(Records shown Opens)

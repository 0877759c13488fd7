//! Fan-out/join engine
//!
//! One call to [`Engine::start`] or [`Engine::resume`] advances a thread as far
//! as it can go without a human, then commits exactly one checkpoint:
//!
//! ```text
//! decompose ──► branch per workflow (matcher → assembler) ──► join
//!     │                         │
//!     └── ask_human ────────────┴──► suspended (checkpointed)
//! ```
//!
//! Branches run concurrently or sequentially; the join only concatenates
//! contributions, so both modes produce the same sets of agents and
//! unsatisfied workflows.

use crate::branch::BranchDriver;
use crate::checkpoint::{BranchRecord, ExecutionState, Interrupt, Node};
use crate::context::ExecutionContext;
use crate::events::{publish, ChannelSink, EventSink, FanoutSink, LifecycleEvent, TracingSink};
use crate::nodes::Decomposer;
use crate::step::{StepOutcome, StepRunner, StepState};
use chrono::Utc;
use futures::future::join_all;
use roster_core::{
    AiEmployee, BranchFailure, ConcurrencyMode, ConversationEntry, EngineConfig, Result,
    RosterError,
};
use roster_llm::LanguageModel;
use roster_planning::{fallback, prompts, Decomposition};
use roster_store::{CheckpointStore, ThreadSummary};
use serde::Serialize;
use std::collections::HashMap;
use std::sync::{Arc, Mutex};
use tokio::sync::{Mutex as AsyncMutex, Semaphore};
use tokio::task::JoinHandle;
use tokio_stream::wrappers::UnboundedReceiverStream;
use tracing::{debug, info, instrument, warn};
use uuid::Uuid;

/// Result of one start or resume call
#[derive(Debug, Clone, PartialEq, Serialize)]
#[serde(tag = "status", rename_all = "snake_case")]
pub enum RunOutcome {
    /// Every branch terminated and the thread is joined
    Completed {
        thread_id: String,
        employee: AiEmployee,
        failures: Vec<BranchFailure>,
    },
    /// At least one step waits for a human answer
    Suspended {
        thread_id: String,
        interrupts: Vec<Interrupt>,
    },
}

impl RunOutcome {
    pub fn thread_id(&self) -> &str {
        match self {
            RunOutcome::Completed { thread_id, .. } | RunOutcome::Suspended { thread_id, .. } => {
                thread_id
            }
        }
    }

    pub fn employee(&self) -> Option<&AiEmployee> {
        match self {
            RunOutcome::Completed { employee, .. } => Some(employee),
            RunOutcome::Suspended { .. } => None,
        }
    }

    pub fn interrupts(&self) -> &[Interrupt] {
        match self {
            RunOutcome::Completed { .. } => &[],
            RunOutcome::Suspended { interrupts, .. } => interrupts,
        }
    }
}

/// A human answer for a suspended thread
#[derive(Debug, Clone, PartialEq, Eq)]
pub struct ResumeRequest {
    pub thread_id: String,
    pub answer: String,
    /// Tool call to answer; may be omitted only while exactly one is pending
    pub interrupt_id: Option<String>,
}

impl ResumeRequest {
    pub fn new(thread_id: impl Into<String>, answer: impl Into<String>) -> Self {
        Self {
            thread_id: thread_id.into(),
            answer: answer.into(),
            interrupt_id: None,
        }
    }

    pub fn for_interrupt(mut self, interrupt_id: impl Into<String>) -> Self {
        self.interrupt_id = Some(interrupt_id.into());
        self
    }
}

pub type EventStream = UnboundedReceiverStream<LifecycleEvent>;

pub struct Engine {
    model: Arc<dyn LanguageModel>,
    store: Arc<dyn CheckpointStore>,
    config: EngineConfig,
    events: Arc<dyn EventSink>,
    thread_locks: Mutex<HashMap<String, Arc<AsyncMutex<()>>>>,
}
//! # roster-llm
//!
//! Clients for the external collaborators of the roster engine.
//!
//! - [`LanguageModel`]: one completion call, history and tool specs in,
//!   text and tool calls out
//! - [`AnthropicModel`]: Anthropic Messages API implementation with retry and
//!   a circuit breaker for rate limit protection
//! - [`HttpCatalog`]: capability/trigger catalog service client
//! - [`ScriptedModel`]: closure-driven fake for tests
//!
//! ## Structured answers
//!
//! A model delivers its final structured answer by calling the reserved
//! [`SUBMIT_TOOL`], whose input schema is the expected response schema. A bare
//! JSON text reply is accepted as well.

mod anthropic;
mod auth;
mod catalog_http;
mod circuit_breaker;
mod model;
mod types;

pub use anthropic::AnthropicModel;
pub use auth::get_auth_token;
pub use catalog_http::HttpCatalog;
pub use circuit_breaker::{CircuitBreaker, CircuitState};
pub use model::{LanguageModel, ScriptedModel};
pub use types::*;
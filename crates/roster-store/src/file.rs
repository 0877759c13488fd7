//! File-backed checkpoint store
//!
//! Layout: `<dir>/<thread_id>.json`, one record per file. A commit writes a
//! temporary file next to the target, syncs it and renames it over the
//! target, so readers only ever see a complete record.
//!
//! The read-check-rename sequence of a commit runs under `<thread_id>.lock`,
//! created with `create_new`, so stores in different processes sharing one
//! directory still apply a given expected version at most once.

use crate::record::{check_version, CheckpointRecord, CheckpointStore, ThreadSummary};
use async_trait::async_trait;
use roster_core::{Result, RosterError};
use serde_json::Value;
use std::path::{Path, PathBuf};
use std::time::{Duration, SystemTime};
use tokio::fs;
use tokio::io::AsyncWriteExt;
use tokio::sync::Mutex;
use tracing::{debug, instrument, warn};
use uuid::Uuid;

const RECORD_EXTENSION: &str = "json";
const LOCK_EXTENSION: &str = "lock";
const LOCK_TIMEOUT: Duration = Duration::from_secs(10);
const LOCK_RETRY_DELAY: Duration = Duration::from_millis(5);
// A commit holds the lock for one write; anything older was left by a crash
const LOCK_STALE_AFTER: Duration = Duration::from_secs(30);

/// Checkpoint store writing one JSON file per thread
#[derive(Debug)]
pub struct FileCheckpointStore {
    dir: PathBuf,
    // Serializes read-check-rename sequences within this process
    commit_lock: Mutex<()>,
}

fn valid_thread_id(thread_id: &str) -> bool {
    !thread_id.is_empty()
        && thread_id
            .chars()
            .all(|c| c.is_ascii_alphanumeric() || c == '-' || c == '_')
}

impl FileCheckpointStore {
    pub fn new(dir: impl Into<PathBuf>) -> Self {
        Self {
            dir: dir.into(),
            commit_lock: Mutex::new(()),
        }
    }

    pub fn dir(&self) -> &Path {
        &self.dir
    }

    fn record_path(&self, thread_id: &str) -> PathBuf {
        self.dir.join(format!("{}.{}", thread_id, RECORD_EXTENSION))
    }

    fn lock_path(&self, thread_id: &str) -> PathBuf {
        self.dir.join(format!("{}.{}", thread_id, LOCK_EXTENSION))
    }

    async fn read_record(path: &Path) -> Result<Option<CheckpointRecord>> {
        let content = match fs::read_to_string(path).await {
            Ok(content) => content,
            Err(e) if e.kind() == std::io::ErrorKind::NotFound => return Ok(None),
            Err(e) => return Err(e.into()),
        };

        let record: CheckpointRecord = serde_json::from_str(&content).map_err(|e| {
            RosterError::CheckpointWrite(format!(
                "checkpoint {} is unreadable: {}",
                path.display(),
                e
            ))
        })?;
        record.verify()?;
        Ok(Some(record))
    }

    async fn write_atomically(&self, path: &Path, record: &CheckpointRecord) -> Result<()> {
        let bytes = serde_json::to_vec_pretty(record)?;
        let tmp = self
            .dir
            .join(format!(".{}.{}.{}.tmp", record.thread_id, record.version, Uuid::new_v4()));

        let result: std::io::Result<()> = async {
            let mut file = fs::File::create(&tmp).await?;
            file.write_all(&bytes).await?;
            file.sync_all().await?;
            fs::rename(&tmp, path).await
        }
        .await;

        if let Err(e) = result {
            let _ = fs::remove_file(&tmp).await;
            return Err(RosterError::CheckpointWrite(format!(
                "failed to write {}: {}",
                path.display(),
                e
            )));
        }
        Ok(())
    }
}

/// Exclusive lock on one thread's record, held across processes
///
/// Removed on drop; a lock file older than `LOCK_STALE_AFTER` is taken over.
struct LockFile {
    path: PathBuf,
}

impl LockFile {
    async fn acquire(path: &Path) -> Result<Self> {
        let deadline = tokio::time::Instant::now() + LOCK_TIMEOUT;
        loop {
            match fs::OpenOptions::new()
                .write(true)
                .create_new(true)
                .open(path)
                .await
            {
                Ok(mut file) => {
                    let lock = Self {
                        path: path.to_path_buf(),
                    };
                    file.write_all(std::process::id().to_string().as_bytes())
                        .await?;
                    return Ok(lock);
                }
                Err(e) if e.kind() == std::io::ErrorKind::AlreadyExists => {
                    if Self::is_stale(path).await? {
                        warn!("Removing stale checkpoint lock {}", path.display());
                        let _ = fs::remove_file(path).await;
                        continue;
                    }
                    if tokio::time::Instant::now() >= deadline {
                        return Err(RosterError::CheckpointWrite(format!(
                            "timed out waiting for {}",
                            path.display()
                        )));
                    }
                    tokio::time::sleep(LOCK_RETRY_DELAY).await;
                }
                Err(e) => {
                    return Err(RosterError::CheckpointWrite(format!(
                        "cannot lock {}: {}",
                        path.display(),
                        e
                    )))
                }
            }
        }
    }

    async fn is_stale(path: &Path) -> Result<bool> {
        match fs::metadata(path).await {
            Ok(metadata) => {
                let modified = metadata.modified().unwrap_or(SystemTime::UNIX_EPOCH);
                let age = SystemTime::now()
                    .duration_since(modified)
                    .unwrap_or_default();
                Ok(age > LOCK_STALE_AFTER)
            }
            Err(e) if e.kind() == std::io::ErrorKind::NotFound => Ok(false),
            Err(e) => Err(e.into()),
        }
    }
}

impl Drop for LockFile {
    fn drop(&mut self) {
        // Synchronous so the next committer never sees a lock we already released
        let _ = std::fs::remove_file(&self.path);
    }
}

#[async_trait]
impl CheckpointStore for FileCheckpointStore {
    async fn load(&self, thread_id: &str) -> Result<Option<CheckpointRecord>> {
        if !valid_thread_id(thread_id) {
            return Err(RosterError::ThreadNotFound(thread_id.to_string()));
        }
        Self::read_record(&self.record_path(thread_id)).await
    }

    #[instrument(skip(self, payload), fields(dir = %self.dir.display()))]
    async fn commit(
        &self,
        thread_id: &str,
        payload: Value,
        expected_version: Option<u64>,
    ) -> Result<CheckpointRecord> {
        if !valid_thread_id(thread_id) {
            return Err(RosterError::CheckpointWrite(format!(
                "invalid thread id: {:?}",
                thread_id
            )));
        }

        let _guard = self.commit_lock.lock().await;
        fs::create_dir_all(&self.dir).await.map_err(|e| {
            RosterError::CheckpointWrite(format!("cannot create {}: {}", self.dir.display(), e))
        })?;
        let _file_lock = LockFile::acquire(&self.lock_path(thread_id)).await?;

        let path = self.record_path(thread_id);
        let current = Self::read_record(&path).await?.map(|r| r.version);
        let version = check_version(thread_id, current, expected_version)?;

        let record = CheckpointRecord::new(thread_id, version, payload)?;
        self.write_atomically(&path, &record).await?;

        debug!("Committed thread {} at version {}", thread_id, version);
        Ok(record)
    }

    async fn list_threads(&self) -> Result<Vec<ThreadSummary>> {
        let mut entries = match fs::read_dir(&self.dir).await {
            Ok(entries) => entries,
            Err(e) if e.kind() == std::io::ErrorKind::NotFound => return Ok(Vec::new()),
            Err(e) => return Err(e.into()),
        };

        let mut summaries = Vec::new();
        while let Some(entry) = entries.next_entry().await? {
            let path = entry.path();
            let is_record = path.extension().and_then(|e| e.to_str()) == Some(RECORD_EXTENSION)
                && !entry.file_name().to_string_lossy().starts_with('.');
            if !is_record {
                continue;
            }

            match Self::read_record(&path).await {
                Ok(Some(record)) => summaries.push(record.summary()),
                Ok(None) => {}
                Err(e) => warn!("Skipping checkpoint {}: {}", path.display(), e),
            }
        }

        summaries.sort_by(|a, b| a.thread_id.cmp(&b.thread_id));
        Ok(summaries)
    }
}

(Records shown Closes)

Only the lines from the beginning of the material through the line with "use crate::branch::BranchDriver;" should appear in the answer, each copied exactly.

repository 0877759c13488fd7
//! Fan-out/join engine
//!
//! One call to [`Engine::start`] or [`Engine::resume`] advances a thread as far
//! as it can go without a human, then commits exactly one checkpoint:
//!
//! ```text
//! decompose ──► branch per workflow (matcher → assembler) ──► join
//!     │                         │
//!     └── ask_human ────────────┴──► suspended (checkpointed)
//! ```
//!
//! Branches run concurrently or sequentially; the join only concatenates
//! contributions, so both modes produce the same sets of agents and
//! unsatisfied workflows.

use crate::branch::BranchDriver;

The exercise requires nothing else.